O longa conta a vida do showman norte-americano Liberace. O filme terá como foco a relação entre o extravagante artista e o modelo Scott Thorson, com quem viveu durante seis anos e entrou em uma violenta batalha judicial tempos depois de separados.O filme, Soderbergh (diretor), Michael Douglas (ator) e Matt Damon (coadjuvante) são figuras certas no Emmy e no Globo de Ouro, provavelmente vitoriosos nas categorias de televisão. Quem sabe não é um estímulo para Soderbergh repensar sua decisão?
Quem não mandou nada bem no festival foi o aguardado Only God Forgives, reunião do diretor Nicolas Winding Refn com o ator Ryan Gosling (ambos estiveram juntos em Drive). Por ter sido uma das revelações de Cannes em 2011 com Drive, filme pelo qual venceu de cara o prêmio de melhor diretor no festival, muito se esperava de Refn em seu novo longa, possivelmente um dos mais aguardados da seleção.
O filme conta a história de Julian, um lutador que vive há anos em Bangkok e é surpreendido por um pedido da sua extravagante mãe: ela deseja que ele vá atrás dos responsáveis pela morte do seu irmão nas organizações criminosas mais sujas da cidade e dê fim a todos eles.
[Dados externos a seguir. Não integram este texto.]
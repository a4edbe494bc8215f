//! The entry points used by a front-end to run a human versus computer game.
//!
//! The front-end owns the live board and the turn bookkeeping, the functions here only take board snapshots
//! and return new boards or decisions.
use crate::ai::minimax::MinimaxBot;
use crate::ai::Bot;
use crate::board::{Board, NoLegalMove, Outcome, PlayError, Side};
use crate::outcome::detect;

/// A fresh empty board.
pub fn initialise_board() -> Board {
    Board::new()
}

/// Play a real move for `side` in `column`, returning the new board and the resulting outcome.
/// The outcome is `None` while the game is still going on.
pub fn drop_piece(board: &Board, column: usize, side: Side) -> Result<(Board, Option<Outcome>), PlayError> {
    let next = board.clone_and_drop(column, side)?;
    let outcome = detect(&next, column);
    Ok((next, outcome))
}

/// Pick the column for the computer's next move, searching up to
/// [MAX_DEPTH](crate::ai::minimax::MAX_DEPTH) plies.
///
/// Should only be called while the game is still going on.
pub fn select_computer_move(board: &Board) -> Result<usize, NoLegalMove> {
    MinimaxBot::default().select_move(board)
}
use crate::wdl::WDL;

/// The Elo difference implied by a match result, the WDL doesn't have to be normalized.
/// Returns `+inf` or `-inf` for a perfect score in either direction.
pub fn elo_from_wdl(wdl: WDL<f64>) -> f64 {
    let score = (wdl.value() / wdl.sum() + 1.0) / 2.0;
    let elo = -400.0 * (1.0 / score - 1.0).log10();

    // fix annoying negative zero case
    elo + 0.0
}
Novamente, Refn mistura em seu filme a violência crua com características do cinema de arte.
Curiosamente, se a tentativa de prestar reverência a "escolas" cinematográficas em Drive funcionou, o mesmo recurso aplicado em Only God Forgives parece ter resultado em um longa não tão satisfatório. Para os veículos, de um modo geral, Only God Forgives foi uma decepção que vale a pena somente pela interpretação de Kristin Scott Thomas, que dizem estar surpreendente no papel da mãe de Ryan Gosling.
Tão decepcionante quanto Only God Forgives foi The Immigrant, mais recente longa de James Gray (Amantes). Junto com Blood Ties, de Guillaume Canet, foi provavelmente o filme que mais recebeu retornos negativos no festival. Curiosamente, ambos tinham a francesa Marion Cotillard como seu grande chamariz.
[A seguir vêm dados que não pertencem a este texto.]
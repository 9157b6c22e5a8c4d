/// Observable lifecycle of one cache key.
///
/// `Empty → Pending → Fresh`, `Fresh → Stale` once the TTL elapses,
/// `Stale → Pending` on the next access. A failed fetch returns the key to
/// `Empty`, or to `Stale` when an older value is still held.
#[derive(Debug, Copy, Clone, PartialEq, Eq)]
pub enum Residency {
    Empty,
    Pending,
    Fresh,
    Stale,
}

impl Default for Residency {
    fn default() -> Self {
        Residency::Empty
    }
}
Em The Immigrant, Cotillard vive uma imigrante nos EUA que é forçada por um homem (Joaquin Phoenix) a se prostituir. A oportunidade de sair desse submundo vem por intermédio de um mágico, papel de Jeremy Renner, que oferece uma nova perspectiva de vida para a protagonista.
Os críticos chamaram The Immigrant de melodramático e frio, salvando-se do filme apenas a interpretação de Marion Cotillard. Ainda assim, como sempre aconteceu na carreira de Gray, as críticas negativas ficaram por conta de veículos norte-americanos, a imprensa francesa gostou muito do novo trabalho do diretor.